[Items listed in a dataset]
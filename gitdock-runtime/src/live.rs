//! Direct runtime API access through the local Docker socket.

use std::collections::HashMap;
use std::future::Future;
use std::time::Duration;

use async_trait::async_trait;
use bollard::container::{ListContainersOptions, RestartContainerOptions};
use bollard::models::ContainerSummary;
use bollard::{Docker, API_DEFAULT_VERSION};

use gitdock_core::types::{BackendKind, ContainerId};

use crate::backend::{LabelFilter, RuntimeBackend, RuntimeContainer};
use crate::error::RuntimeError;
use crate::labels::DEPENDENCY_LABEL;

pub struct LiveBackend {
    docker: Docker,
    timeout: Duration,
    grace: Duration,
}

impl LiveBackend {
    /// Build a client for `host` (`unix://…`, `tcp://…`) or the local defaults.
    ///
    /// No request is made here; reachability is checked by
    /// [`RuntimeBackend::available`].
    pub fn connect(host: Option<&str>, timeout: Duration, grace: Duration) -> Result<Self, RuntimeError> {
        let secs = timeout.as_secs().max(1);
        let docker = match host {
            Some(h) if h.starts_with("tcp://") || h.starts_with("http://") => {
                Docker::connect_with_http(h, secs, API_DEFAULT_VERSION)?
            }
            Some(h) => {
                let path = h.strip_prefix("unix://").unwrap_or(h);
                Docker::connect_with_unix(path, secs, API_DEFAULT_VERSION)?
            }
            None => Docker::connect_with_local_defaults()?,
        };
        Ok(Self {
            docker,
            timeout,
            grace,
        })
    }

    async fn bounded<T>(
        &self,
        operation: &'static str,
        limit: Duration,
        call: impl Future<Output = Result<T, bollard::errors::Error>>,
    ) -> Result<T, RuntimeError> {
        match tokio::time::timeout(limit, call).await {
            Ok(result) => result.map_err(RuntimeError::from),
            Err(_) => Err(RuntimeError::Timeout {
                backend: BackendKind::Live,
                operation,
                timeout: limit,
            }),
        }
    }
}

fn to_runtime_container(summary: ContainerSummary) -> RuntimeContainer {
    let name = summary
        .names
        .as_ref()
        .and_then(|names| names.first())
        .map(|n| n.trim_start_matches('/').to_string())
        .unwrap_or_default();
    RuntimeContainer {
        id: ContainerId(summary.id.unwrap_or_default()),
        name,
        image: summary.image.unwrap_or_default(),
        status: summary.state.unwrap_or_default(),
        labels: summary.labels.unwrap_or_default().into_iter().collect(),
    }
}

#[async_trait]
impl RuntimeBackend for LiveBackend {
    fn kind(&self) -> BackendKind {
        BackendKind::Live
    }

    async fn available(&self) -> bool {
        match self.bounded("ping", self.timeout, self.docker.ping()).await {
            Ok(_) => true,
            Err(err) => {
                tracing::debug!(error = %err, "runtime API not reachable");
                false
            }
        }
    }

    async fn list(&self, filter: &LabelFilter) -> Result<Vec<RuntimeContainer>, RuntimeError> {
        let mut filters = HashMap::new();
        if matches!(filter, LabelFilter::Dependency(_)) {
            filters.insert("label".to_string(), vec![DEPENDENCY_LABEL.to_string()]);
        }
        let options = ListContainersOptions::<String> {
            all: true,
            filters,
            ..Default::default()
        };
        let summaries = self
            .bounded("list", self.timeout, self.docker.list_containers(Some(options)))
            .await?;
        Ok(summaries
            .into_iter()
            .map(to_runtime_container)
            .filter(|c| !c.id.0.is_empty() && filter.matches(c))
            .collect())
    }

    async fn restart(&self, id: &ContainerId) -> Result<(), RuntimeError> {
        let options = RestartContainerOptions {
            t: self.grace.as_secs() as isize,
        };
        self.bounded(
            "restart",
            self.timeout + self.grace,
            self.docker.restart_container(&id.0, Some(options)),
        )
        .await
    }
}

#[cfg(test)]
mod tests {
    use super::*;

    #[test]
    fn summary_conversion_strips_leading_slash() {
        let mut labels = HashMap::new();
        labels.insert(DEPENDENCY_LABEL.to_string(), "demo-api".to_string());
        let summary = ContainerSummary {
            id: Some("abc123".into()),
            names: Some(vec!["/web".into()]),
            image: Some("nginx:alpine".into()),
            state: Some("running".into()),
            labels: Some(labels),
            ..Default::default()
        };
        let c = to_runtime_container(summary);
        assert_eq!(c.name, "web");
        assert_eq!(c.dependency_label(), Some("demo-api"));
        assert_eq!(c.status, "running");
    }

    #[tokio::test]
    async fn unreachable_socket_is_not_available() {
        let dir = tempfile::TempDir::new().unwrap();
        let socket = dir.path().join("missing.sock");
        let backend = LiveBackend::connect(
            Some(&format!("unix://{}", socket.display())),
            Duration::from_secs(1),
            Duration::from_secs(1),
        )
        .expect("client construction does not connect");
        assert!(!backend.available().await);
    }
}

▸ Task instructions: Whenever the word "image" shows up in a line above, copy that line.

▸ Solution to this exercise:
        image: summary.image.unwrap_or_default(),
            image: Some("nginx:alpine".into()),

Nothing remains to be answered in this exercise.